Per il Kosovo, però, baderei a non parlare di indipendenza, ma di un vero e proprio processo di costruzione di un protettorato per il quale gli Stati Uniti hanno lavorato da tempo. Un precostituito stato-mafia al cui interno non casualmente Washington ha già costruito la sua più grande base militare in Europa. Ritengo che questo sia un passaggio concettuale da sottolineare sempre quando si parla di situazioni come quella che si è prodotta nel Kosovo nella fase terminale che va dal 1999 ad oggi. I presupposti erano però stati gettati almeno a ridosso degli anni Novanta, complice di fatto un Milosevic che accetta di essere un esecutore dei dettami del Fondo Monetario Internazionale (FMI) che manda a carte quarantotto la costruzione precaria che pure aveva retto con Tito.
In quel periodo la Jugoslavia attraversava una gravissima crisi che risentiva direttamente, suo malgrado, degli effetti da onda lunga dell’implosione sovietica (1989-’91). La crisi dei pagamenti esteri rallenta fortemente la crescita. Di qui stagnazione, disoccupazione, diminuzione del potere di acquisto, negoziati più aspri tra le repubbliche per la suddivisione dei ridotti fondi disponibili, minano la credibilità delle autorità federali incapaci di far fronte a queste difficoltà. Il FMI, cui si rivolgono le autorità di Belgrado, come al solito vincola i prestiti all'adozione di ulteriori, precise misure. Dico "ulteriori" perché la linea di ristrutturazione macroeconomica imposta dai creditori esteri e adottata a varie riprese a partire dal 1980, avvita su se stessa, peggiorandola, la spirale in corso: la crescita in talune aree arriva quasi ad arrestarsi, per far posto alla lievitazione del debito estero e soprattutto al costo del suo servizio, al crollo degli investimenti, alla svalutazione, alla caduta del potere d’acquisto e del tenore di vita medio.

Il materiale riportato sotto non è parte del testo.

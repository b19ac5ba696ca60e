use eframe::egui::{
    self,
    style::{
        Selection,
        WidgetVisuals,
        Widgets,
    },
    Color32,
    RichText,
    Stroke,
    Visuals,
};

#[derive(Clone)]
pub struct Theme {
    dark: ThemeDetails,
    light: ThemeDetails,
}

impl Default for Theme {
    fn default() -> Self {
        Self::library()
    }
}

impl Theme {
    pub fn library() -> Self {
        Theme { dark: ThemeDetails::ink(), light: ThemeDetails::paper() }
    }

    fn details(&self, ctx: &egui::Context) -> &ThemeDetails {
        match ctx.theme() {
            egui::Theme::Dark => &self.dark,
            egui::Theme::Light => &self.light,
        }
    }

    pub fn heading(&self, ctx: &egui::Context, content: &str) -> RichText {
        RichText::new(content).color(self.details(ctx).accent).strong()
    }

    pub fn muted(&self, ctx: &egui::Context, content: &str) -> RichText {
        RichText::new(content).color(self.details(ctx).muted)
    }

    pub fn required(&self, ctx: &egui::Context) -> Color32 {
        self.details(ctx).red
    }

    pub fn progress(&self, ctx: &egui::Context, finished: bool) -> Color32 {
        let details = self.details(ctx);
        if finished {
            details.green
        } else {
            details.accent
        }
    }
}

#[derive(Clone)]
struct ThemeDetails {
    background: Color32,
    panel: Color32,
    raised: Color32,
    foreground: Color32,
    muted: Color32,
    selection: Color32,
    accent: Color32,
    red: Color32,
    orange: Color32,
    green: Color32,
}

impl ThemeDetails {
    fn ink() -> Self {
        Self {
            background: Color32::from_rgb(30, 28, 34),
            panel: Color32::from_rgb(38, 35, 43),
            raised: Color32::from_rgb(54, 50, 61),
            foreground: Color32::from_rgb(232, 226, 214),
            muted: Color32::from_rgb(150, 142, 160),
            selection: Color32::from_rgb(78, 68, 96),
            accent: Color32::from_rgb(214, 168, 96),
            red: Color32::from_rgb(235, 110, 110),
            orange: Color32::from_rgb(240, 160, 90),
            green: Color32::from_rgb(120, 200, 140),
        }
    }

    fn paper() -> Self {
        Self {
            background: Color32::from_rgb(250, 246, 238),
            panel: Color32::from_rgb(243, 237, 226),
            raised: Color32::from_rgb(255, 252, 246),
            foreground: Color32::from_rgb(52, 44, 36),
            muted: Color32::from_rgb(128, 116, 104),
            selection: Color32::from_rgb(226, 210, 182),
            accent: Color32::from_rgb(150, 92, 40),
            red: Color32::from_rgb(190, 60, 60),
            orange: Color32::from_rgb(200, 120, 50),
            green: Color32::from_rgb(60, 140, 80),
        }
    }
}

pub fn set_theme(ctx: &egui::Context, theme: &Theme) {
    set_theme_variant(ctx, &theme.dark, true);
    set_theme_variant(ctx, &theme.light, false);
}

fn widget(base: WidgetVisuals, fill: Color32, stroke: Color32, text: Color32) -> WidgetVisuals {
    WidgetVisuals {
        bg_fill: fill,
        weak_bg_fill: fill,
        bg_stroke: Stroke { color: stroke, ..base.bg_stroke },
        fg_stroke: Stroke { color: text, ..base.fg_stroke },
        ..base
    }
}

fn set_theme_variant(ctx: &egui::Context, theme: &ThemeDetails, is_dark: bool) {
    let (default, variant) = match is_dark {
        true => (Visuals::dark(), egui::Theme::Dark),
        false => (Visuals::light(), egui::Theme::Light),
    };

    let w = &default.widgets;
    ctx.set_visuals_of(
        variant,
        Visuals {
            dark_mode: is_dark,
            widgets: Widgets {
                noninteractive: widget(
                    w.noninteractive,
                    theme.background,
                    theme.raised,
                    theme.foreground,
                ),
                inactive: widget(w.inactive, theme.raised, theme.panel, theme.foreground),
                hovered: widget(w.hovered, theme.selection, theme.accent, theme.foreground),
                active: widget(w.active, theme.selection, theme.accent, theme.foreground),
                open: widget(w.open, theme.panel, theme.accent, theme.foreground),
            },
            selection: Selection {
                bg_fill: theme.selection,
                stroke: Stroke { color: theme.foreground, ..default.selection.stroke },
            },
            hyperlink_color: theme.accent,
            faint_bg_color: theme.panel,
            extreme_bg_color: theme.raised,
            error_fg_color: theme.red,
            warn_fg_color: theme.orange,
            window_fill: theme.background,
            panel_fill: theme.panel,
            ..default
        },
    );
}
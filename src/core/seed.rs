use std::sync::LazyLock;

use chrono::NaiveDate;

use crate::core::ReadingProgressEntry;

#[rustfmt::skip]
static SEED_PROGRESS: LazyLock<Vec<ReadingProgressEntry>> = LazyLock::new(|| {
    vec![
        entry("1", "The Midnight Library", "Matt Haig", "/covers/midnight-library.jpg", 100, 100, (2024, 3, 15)),
        entry("2", "Atomic Habits", "James Clear", "/covers/atomic-habits.jpg", 41, 100, (2024, 3, 18)),
        entry("3", "Project Hail Mary", "Andy Weir", "/covers/project-hail-mary.jpg", 0, 320, (2024, 2, 27)),
    ]
});

/// Reading progress shown before any live data has been loaded.
///
/// The entries are shared for the whole process. Clone an entry to change it.
pub fn seed_progress() -> &'static [ReadingProgressEntry] {
    &SEED_PROGRESS
}

fn entry(
    id: &str,
    title: &str,
    author: &str,
    cover: &str,
    current_page: u32,
    total_pages: u32,
    (year, month, day): (i32, u32, u32),
) -> ReadingProgressEntry {
    ReadingProgressEntry {
        id: id.to_string(),
        title: title.to_string(),
        author: author.to_string(),
        cover: cover.to_string(),
        current_page,
        total_pages,
        last_read: NaiveDate::from_ymd_opt(year, month, day).unwrap_or_default(),
    }
}
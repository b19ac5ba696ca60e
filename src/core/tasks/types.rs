use crate::core::{
    image::EncodedImage,
    CreatedBook,
    ReadingProgressEntry,
};

#[derive(Debug, Clone)]
pub enum TaskResult {
    ImageRead { generation: u64, result: Result<EncodedImage, String> },
    BookCreated(Result<CreatedBook, String>),
    ProgressLoaded(Result<Vec<ReadingProgressEntry>, String>),
}

impl TaskResult {
    pub fn task_type(&self) -> &'static str {
        match self {
            TaskResult::ImageRead { .. } => "image_read",
            TaskResult::BookCreated(_) => "book_created",
            TaskResult::ProgressLoaded(_) => "progress_loaded",
        }
    }
}
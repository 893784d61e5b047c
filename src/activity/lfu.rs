//! Fixed-capacity LFU cache with a synchronous eviction hook.
//!
//! Eviction is deterministic: the lowest access frequency goes first, and
//! frequency ties break by insertion order (oldest insertion evicted
//! first). Entries start at frequency 1; `get` and re-`insert` each bump
//! the frequency. The pack's cache crates cover LRU and probabilistic
//! TinyLFU, neither of which honors that ordering, so the policy lives
//! here: a key map plus a `(frequency, insertion-sequence)` index ordered
//! for O(log n) eviction.

use std::borrow::Borrow;
use std::collections::{BTreeMap, HashMap};
use std::hash::Hash;

/// Callback invoked with each evicted entry, while the cache is mid-update.
/// The hook must not call back into the cache.
pub type EvictionHook<K, V> = Box<dyn Fn(&K, &V) + Send>;

struct Slot<V> {
    value: V,
    frequency: u64,
    seq: u64,
}

pub struct LfuCache<K, V> {
    capacity: usize,
    entries: HashMap<K, Slot<V>>,
    /// `(frequency, insertion seq) -> key`, ordered so the eviction victim
    /// is always the first entry
    order: BTreeMap<(u64, u64), K>,
    next_seq: u64,
    on_evict: Option<EvictionHook<K, V>>,
}

impl<K, V> LfuCache<K, V>
where
    K: Eq + Hash + Clone,
{
    pub fn new(capacity: usize) -> Self {
        Self {
            capacity: capacity.max(1),
            entries: HashMap::new(),
            order: BTreeMap::new(),
            next_seq: 0,
            on_evict: None,
        }
    }

    pub fn with_eviction_hook(capacity: usize, hook: EvictionHook<K, V>) -> Self {
        let mut cache = Self::new(capacity);
        cache.on_evict = Some(hook);
        cache
    }

    pub fn len(&self) -> usize {
        self.entries.len()
    }

    pub fn is_empty(&self) -> bool {
        self.entries.is_empty()
    }

    pub fn capacity(&self) -> usize {
        self.capacity
    }

    pub fn contains_key<Q>(&self, key: &Q) -> bool
    where
        K: Borrow<Q>,
        Q: Hash + Eq + ?Sized,
    {
        self.entries.contains_key(key)
    }

    /// Look up a value, bumping its access frequency.
    pub fn get<Q>(&mut self, key: &Q) -> Option<&V>
    where
        K: Borrow<Q>,
        Q: Hash + Eq + ?Sized,
    {
        let slot = self.entries.get_mut(key)?;
        let owned = self.order.remove(&(slot.frequency, slot.seq));
        slot.frequency += 1;
        if let Some(owned) = owned {
            self.order.insert((slot.frequency, slot.seq), owned);
        }
        self.entries.get(key).map(|slot| &slot.value)
    }

    /// Insert or replace a value. Replacement bumps the frequency; a fresh
    /// insert may evict the current LFU victim first.
    pub fn insert(&mut self, key: K, value: V) {
        if let Some(slot) = self.entries.get_mut(&key) {
            self.order.remove(&(slot.frequency, slot.seq));
            slot.value = value;
            slot.frequency += 1;
            self.order.insert((slot.frequency, slot.seq), key);
            return;
        }

        if self.entries.len() >= self.capacity {
            self.evict_one();
        }

        let seq = self.next_seq;
        self.next_seq += 1;
        self.entries.insert(
            key.clone(),
            Slot {
                value,
                frequency: 1,
                seq,
            },
        );
        self.order.insert((1, seq), key);
    }

    fn evict_one(&mut self) {
        let Some((_, key)) = self.order.pop_first() else {
            return;
        };
        if let Some(slot) = self.entries.remove(&key) {
            if let Some(hook) = &self.on_evict {
                hook(&key, &slot.value);
            }
        }
    }
}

È un fatto che in Kosovo, la zona più povera di risorse e di infrastrutture di tutta la Federazione, le ripercussioni si facciano sentire più pesantemente che altrove. L’elemento essenziale, in questa fase, è che la crisi passa per linee etniche, nel senso che si contraggono fortemente i trasferimenti di fondi da Belgrado ai governi delle repubbliche e delle province autonome. Nel 1989 l’allora primo ministro jugoslavo Ante Markovic, criticato all’interno per le sue spiccate propensioni filoccidentali e filostatunitensi in particolare, contratta a Washington con Bush un “pacchetto di aiuti finanziari” che il FMI accorda sulla base dell’adozione di radicali riforme economiche fra cui la svalutazione della moneta, il blocco dei salari, i tagli alla spesa pubblica e l’abolizione delle aziende autogestite. I fondi e le entrate federali non dovevano più essere erogati alle repubbliche e alle province ma diretti al pagamento del servizio del debito. Il FMI arriva a controllare la stessa Banca centrale jugoslava. Il programma di austerità scatena scioperi massicci in tutto il paese che fanno il paio con l’acuirsi delle tensioni tra le regioni ricche (Slovenia, Croazia) e le altre. In questo quadro sarebbe interessante dettagliare il complesso di atti e di passaggi tecnici, che vede il FMI attento prima a menomare fortemente la capacità dello Stato federale di finanziare programmi economici e sociali, poi a sorvegliare e controllare questi indirizzi anche nelle repubbliche che di lì a poco, nel 1991, si separano dalla Federazione Jugoslava. Un ulteriore colpo viene inferto con l’embargo che l’ONU decreta nel 1992 nei confronti di quel che resta della Jugoslavia.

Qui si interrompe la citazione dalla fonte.